1. A process for grinding plant-based material, particularly plants such as seeds, to produce dehulled and / or fractionated flour, comprising the steps of: - performing compression grinding of a bed of plant-based material, - performing a first air classification of the ground material to obtain a first fine fraction on one side and a first coarse fraction on the other side, - performing a first post-treatment on the first fine fraction to obtain separate flour, and - recycling the first coarse fraction to the grinding stage.

2. A method according to claim 1 wherein the material is hulled pea seeds, the first post-treatment consists of a second air sorting stage to produce a second coarse fraction of starch flour on one side and a second fine fraction of protein flour on the other side.

3. A method according to claim 1, further comprising, prior to the MBC milling stage, a stage of mixing the plant-based material with water to hydrate the mixture and stabilize said hydrated mixture.
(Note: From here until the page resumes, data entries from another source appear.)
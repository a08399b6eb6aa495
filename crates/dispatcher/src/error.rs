//! Dispatcher error types

use contracts::Destination;
use thiserror::Error;

/// Dispatcher-specific errors
#[derive(Debug, Error)]
pub enum DispatchError {
    /// Queue full - request refused
    #[error("dispatch queue full for destination '{destination}'")]
    QueueFull { destination: Destination },

    /// Worker task is gone - request refused
    #[error("destination worker closed for '{destination}'")]
    WorkerClosed { destination: Destination },
}
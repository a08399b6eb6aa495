//! Dispatcher - lazy per-destination queue registry
//!
//! The registry is the only shared mutable state: a `Destination ->
//! DestinationHandle` map behind one reader/writer lock. Lookups of an
//! existing queue take the read lock; creating a destination takes the
//! write lock. Everything past the registry is per-destination.

use std::collections::HashMap;
use std::sync::{Arc, PoisonError, RwLock};
use std::time::Duration;

use tracing::{debug, info};

use contracts::{ChatTransport, DeferredRequest, Destination, DispatchConfig};

use crate::error::DispatchError;
use crate::handle::DestinationHandle;
use crate::metrics::MetricsSnapshot;

/// Per-destination rate-limited dispatcher
pub struct Dispatcher<T>
where
    T: ChatTransport + Send + Sync + 'static,
{
    transport: Arc<T>,
    min_interval: Duration,
    queue_capacity: usize,
    idle_ttl: Duration,
    registry: RwLock<HashMap<Destination, DestinationHandle>>,
}

impl<T> Dispatcher<T>
where
    T: ChatTransport + Send + Sync + 'static,
{
    /// Create a dispatcher over the given transport
    pub fn new(transport: Arc<T>, config: &DispatchConfig) -> Self {
        Self {
            transport,
            min_interval: Duration::from_millis(config.min_send_interval_ms),
            queue_capacity: config.queue_capacity,
            idle_ttl: Duration::from_secs(config.idle_ttl_secs),
            registry: RwLock::new(HashMap::new()),
        }
    }

    /// Enqueue an outbound request (non-blocking)
    ///
    /// The destination's queue and worker are created on first use, retired
    /// after the idle TTL and respawned on the next enqueue. Delivery is
    /// asynchronous; the outcome arrives on the request's completion channel.
    pub fn enqueue(&self, request: DeferredRequest) -> Result<(), DispatchError> {
        let destination = request.destination;

        // Fast path: live destination under the read lock
        {
            let registry = self
                .registry
                .read()
                .unwrap_or_else(PoisonError::into_inner);
            if let Some(handle) = registry.get(&destination) {
                if !handle.is_stale() {
                    return handle.try_send(request);
                }
            }
        }

        // Slow path: create or replace the destination under the write lock.
        // Another producer may have won the race, hence the re-check.
        let mut registry = self
            .registry
            .write()
            .unwrap_or_else(PoisonError::into_inner);
        if registry
            .get(&destination)
            .is_some_and(DestinationHandle::is_stale)
        {
            debug!(destination = %destination, "Replacing retired destination worker");
            if let Some(old) = registry.remove(&destination) {
                old.reap();
            }
        }
        let handle = registry.entry(destination).or_insert_with(|| {
            debug!(destination = %destination, "Creating destination worker");
            DestinationHandle::spawn(
                Arc::clone(&self.transport),
                destination,
                self.min_interval,
                self.queue_capacity,
                self.idle_ttl,
            )
        });
        handle.try_send(request)
    }

    /// Number of active destinations
    pub fn destination_count(&self) -> usize {
        self.registry
            .read()
            .unwrap_or_else(PoisonError::into_inner)
            .len()
    }

    /// Get metrics for all destinations
    pub fn metrics(&self) -> Vec<(Destination, MetricsSnapshot)> {
        self.registry
            .read()
            .unwrap_or_else(PoisonError::into_inner)
            .values()
            .map(|h| (h.destination(), h.metrics().snapshot()))
            .collect()
    }

    /// Shutdown all destination workers, returning their final metrics
    ///
    /// Each worker drains its already-queued requests (still rate-limited)
    /// before exiting; new enqueues are impossible once the dispatcher is
    /// consumed.
    pub async fn shutdown(self) -> Vec<(Destination, MetricsSnapshot)> {
        let registry = self
            .registry
            .into_inner()
            .unwrap_or_else(PoisonError::into_inner);
        let count = registry.len();

        let mut snapshots = Vec::with_capacity(count);
        for (destination, handle) in registry {
            snapshots.push((destination, handle.shutdown().await));
        }

        info!(destinations = count, "Dispatcher shutdown complete");
        snapshots
    }
}

#[cfg(test)]
mod tests {
    use super::*;
    use contracts::{MessageRef, RelayError};
    use std::sync::Mutex;
    use tokio::time::Instant;

    #[derive(Default)]
    struct MockTransport {
        sends: Mutex<Vec<(Destination, String, Instant)>>,
    }

    impl ChatTransport for MockTransport {
        async fn send_message(
            &self,
            destination: Destination,
            text: &str,
        ) -> Result<MessageRef, RelayError> {
            let mut sends = self.sends.lock().unwrap();
            sends.push((destination, text.to_string(), Instant::now()));
            Ok(MessageRef {
                chat_id: destination.chat_id,
                message_id: sends.len() as i64,
            })
        }

        async fn edit_message(
            &self,
            destination: Destination,
            _message_id: i64,
            text: &str,
        ) -> Result<(), RelayError> {
            self.sends
                .lock()
                .unwrap()
                .push((destination, text.to_string(), Instant::now()));
            Ok(())
        }
    }

    fn config(min_ms: u64) -> DispatchConfig {
        DispatchConfig {
            min_send_interval_ms: min_ms,
            queue_capacity: 32,
            idle_ttl_secs: 0,
        }
    }

    #[tokio::test(start_paused = true)]
    async fn test_lazy_destination_creation() {
        let transport = Arc::new(MockTransport::default());
        let dispatcher = Dispatcher::new(Arc::clone(&transport), &config(1));

        assert_eq!(dispatcher.destination_count(), 0);

        dispatcher
            .enqueue(DeferredRequest::send(Destination::chat(1), "a"))
            .unwrap();
        dispatcher
            .enqueue(DeferredRequest::send(Destination::chat(1), "b"))
            .unwrap();
        dispatcher
            .enqueue(DeferredRequest::send(Destination::thread(1, 9), "c"))
            .unwrap();

        assert_eq!(dispatcher.destination_count(), 2);
        dispatcher.shutdown().await;
    }

    #[tokio::test(start_paused = true)]
    async fn test_cross_destination_independence() {
        let transport = Arc::new(MockTransport::default());
        let dispatcher = Dispatcher::new(Arc::clone(&transport), &config(60_000));

        // One slow destination must not delay another
        dispatcher
            .enqueue(DeferredRequest::send(Destination::chat(1), "first-1"))
            .unwrap();
        dispatcher
            .enqueue(DeferredRequest::send(Destination::chat(1), "second-1"))
            .unwrap();
        dispatcher
            .enqueue(DeferredRequest::send(Destination::chat(2), "first-2"))
            .unwrap();

        // Both first sends go out without waiting for chat 1's second slot
        tokio::time::sleep(Duration::from_millis(10)).await;
        {
            let sends = transport.sends.lock().unwrap();
            let texts: Vec<&str> = sends.iter().map(|(_, t, _)| t.as_str()).collect();
            assert!(texts.contains(&"first-1"));
            assert!(texts.contains(&"first-2"));
            assert!(!texts.contains(&"second-1"));
        }

        dispatcher.shutdown().await;

        // Shutdown drained the delayed request too
        let sends = transport.sends.lock().unwrap();
        assert!(sends.iter().any(|(_, t, _)| t == "second-1"));
    }

    #[tokio::test(start_paused = true)]
    async fn test_concurrent_producers_share_one_clock() {
        let transport = Arc::new(MockTransport::default());
        let dispatcher = Arc::new(Dispatcher::new(Arc::clone(&transport), &config(50)));
        let destination = Destination::chat(7);

        let mut producers = Vec::new();
        for i in 0..4 {
            let dispatcher = Arc::clone(&dispatcher);
            producers.push(tokio::spawn(async move {
                dispatcher
                    .enqueue(DeferredRequest::send(destination, format!("p{i}")))
                    .unwrap();
            }));
        }
        for p in producers {
            p.await.unwrap();
        }

        match Arc::try_unwrap(dispatcher) {
            Ok(dispatcher) => dispatcher.shutdown().await,
            Err(_) => panic!("dispatcher still shared"),
        };

        let sends = transport.sends.lock().unwrap();
        assert_eq!(sends.len(), 4);
        for pair in sends.windows(2) {
            let gap = pair[1].2 - pair[0].2;
            assert!(gap >= Duration::from_millis(50), "gap too small: {gap:?}");
        }
    }

    #[tokio::test(start_paused = true)]
    async fn test_idle_worker_retires_and_respawns() {
        let transport = Arc::new(MockTransport::default());
        let dispatcher = Dispatcher::new(
            Arc::clone(&transport),
            &DispatchConfig {
                min_send_interval_ms: 1,
                queue_capacity: 32,
                idle_ttl_secs: 10,
            },
        );
        let destination = Destination::chat(5);

        dispatcher
            .enqueue(DeferredRequest::send(destination, "before"))
            .unwrap();
        tokio::time::sleep(Duration::from_millis(10)).await;

        // Past the TTL the worker is gone; the registry still holds the
        // stale handle until the next enqueue replaces it
        tokio::time::sleep(Duration::from_secs(11)).await;
        assert_eq!(dispatcher.destination_count(), 1);

        dispatcher
            .enqueue(DeferredRequest::send(destination, "after"))
            .unwrap();
        dispatcher.shutdown().await;

        let sends = transport.sends.lock().unwrap();
        let texts: Vec<&str> = sends.iter().map(|(_, t, _)| t.as_str()).collect();
        assert_eq!(texts, vec!["before", "after"]);
    }
}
4. A method according to claim 3 wherein said material being wheat grain, the first post-treatment provides wheat bran on one side and wheat flour on the other side.

5. A process according to claim 4, further comprising the steps of: - performing a second air classification of the first coarse fraction to obtain a second fine fraction on one side and a second coarse fraction on the other, - performing a second post-treatment of the second fine fraction to obtain wheat bran on one side and wheat flour on the other, and - recycling the second coarse fraction to the milling stage.

6. A method according to claim 3 wherein said material being pea seed, the first post-treatment provides pea hulls on one side and pea flour on the other side.

7. A method according to claim 6, further comprising a sieving step of the first coarse fraction to obtain pea hulls on one side and an intermediate fraction on the other.

8. A method according to claim 7, further comprising the steps of: - performing a second air classification of the intermediate fraction immediately after the sieving stage to obtain a second fine fraction on one side and a second coarse fraction on the other side, - performing a second post-treatment of the second fine fraction to obtain pea hulls on one side and pea seed grits on the other side, and - recycling the second coarse fraction and the pea seed grits to the milling stage.

9. A method according to claim 3 wherein, said material being sunflower, the first post-treatment provides fibers on one side and sunflower protein flour on the other side.

10. A method according to claim 9, further comprising a sieving step of the first coarse fraction to obtain fibers on one side and an intermediate fraction on the other side.

11. A method according to claim 10, further comprising the steps of: - performing a second air classification of the intermediate fraction immediately after the sieving stage to obtain a second fine fraction on one side and a second coarse fraction on the other side, - performing a second post-treatment of the second coarse fraction to obtain fibers on one side and sunflower semolina on the other side, - recycling the second fine fraction and the sunflower semolina to the milling stage.

12. A process according to claim 1 wherein the material being legume seeds, further comprising, after the first air classification, the steps of: 5 - sieving the first coarse fraction to obtain wholemeal or semi-wholemeal flour on one side and an intermediate fraction on the other side, and - recycling the intermediate fraction to the milling stage.